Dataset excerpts
++++++++++

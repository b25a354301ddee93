//! List categories understood by the parser

use serde::{Deserialize, Serialize};

/// A KEGG `list` category.
///
/// The eight parseable categories are closed variants. Any other tag
/// (organism, compound, glycan, reaction, enzyme, ...) is carried as
/// [`Category::Unsupported`] and rejected when parsing is attempted.
#[derive(Debug, Clone, PartialEq, Eq, Hash, Serialize, Deserialize)]
#[serde(rename_all = "snake_case")]
pub enum Category {
    Pathway,
    Brite,
    Module,
    Ortholog,
    Gene,
    ViralGene,
    ViralPeptide,
    AddendumGene,
    Unsupported(String),
}

impl Category {
    /// Categories with a registered line parser, in KEGG listing order
    pub const SUPPORTED: [Category; 8] = [
        Category::Pathway,
        Category::Brite,
        Category::Module,
        Category::Ortholog,
        Category::Gene,
        Category::ViralGene,
        Category::ViralPeptide,
        Category::AddendumGene,
    ];

    /// Canonical KEGG tag (`ko`, `genes`, `vg`, ...)
    pub fn as_str(&self) -> &str {
        match self {
            Category::Pathway => "pathway",
            Category::Brite => "brite",
            Category::Module => "module",
            Category::Ortholog => "ko",
            Category::Gene => "genes",
            Category::ViralGene => "vg",
            Category::ViralPeptide => "vp",
            Category::AddendumGene => "ag",
            Category::Unsupported(tag) => tag,
        }
    }

    /// Alternative spellings accepted by [`str::parse`]
    pub fn aliases(&self) -> &'static [&'static str] {
        match self {
            Category::Pathway => &["path"],
            Category::Brite => &["br"],
            Category::Module => &["md"],
            Category::Ortholog => &["orthology", "ortholog"],
            Category::Gene => &["gene"],
            Category::ViralGene => &["viral_gene"],
            Category::ViralPeptide => &["viral_peptide"],
            Category::AddendumGene => &["addendum", "addendum_gene"],
            Category::Unsupported(_) => &[],
        }
    }

    pub fn is_supported(&self) -> bool {
        !matches!(self, Category::Unsupported(_))
    }
}

impl std::str::FromStr for Category {
    type Err = std::convert::Infallible;

    fn from_str(s: &str) -> std::result::Result<Self, Self::Err> {
        let tag = s.trim();
        let category = match tag.to_lowercase().as_str() {
            "pathway" | "path" => Category::Pathway,
            "brite" | "br" => Category::Brite,
            "module" | "md" => Category::Module,
            "ko" | "orthology" | "ortholog" => Category::Ortholog,
            "genes" | "gene" => Category::Gene,
            "vg" | "viral_gene" => Category::ViralGene,
            "vp" | "viral_peptide" => Category::ViralPeptide,
            "ag" | "addendum" | "addendum_gene" => Category::AddendumGene,
            _ => Category::Unsupported(tag.to_string()),
        };
        Ok(category)
    }
}

impl std::fmt::Display for Category {
    fn fmt(&self, f: &mut std::fmt::Formatter<'_>) -> std::fmt::Result {
        write!(f, "{}", self.as_str())
    }
}
// Field-splitting helpers shared by the category parsers

use kegg_common::types::Category;
use kegg_common::{KeggError, Result};

/// Split a line on tab into exactly `N` fields
pub(crate) fn split_fields<'a, const N: usize>(
    line: &'a str,
    category: &Category,
) -> Result<[&'a str; N]> {
    let fields: Vec<&str> = line.split('\t').collect();
    let count = fields.len();

    fields.try_into().map_err(|_| {
        KeggError::malformed(
            category.clone(),
            format!("Expected {} tab-separated fields, got {}", N, count),
        )
    })
}

/// Reject empty identifiers
pub(crate) fn require_id(id: &str, category: &Category) -> Result<String> {
    if id.is_empty() {
        return Err(KeggError::malformed(category.clone(), "Empty identifier"));
    }
    Ok(id.to_string())
}

/// Split a sub-field into owned items, keeping empty items as-is
pub(crate) fn split_list(part: &str, delimiter: &str) -> Vec<String> {
    part.split(delimiter).map(str::to_string).collect()
}

/// Split `text` at an enzyme-code marker such as `" [EC:"` or `" (EC:"`.
///
/// Returns the text before the marker and the space-separated codes up to
/// the first `close` after it. Text without the marker is returned whole
/// with no codes.
pub(crate) fn split_enzyme_block<'a>(
    text: &'a str,
    marker: &str,
    close: char,
    category: &Category,
) -> Result<(&'a str, Vec<String>)> {
    let Some((name, tail)) = text.split_once(marker) else {
        return Ok((text, Vec::new()));
    };

    let (block, _) = tail.split_once(close).ok_or_else(|| {
        KeggError::malformed(
            category.clone(),
            format!("Unterminated enzyme block after '{}'", marker.trim()),
        )
    })?;

    Ok((name, split_list(block, " ")))
}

++++++++++

Each line above that includes "impl" counts once; state the total and nothing more.

_EXERCISE OUTPUT_
3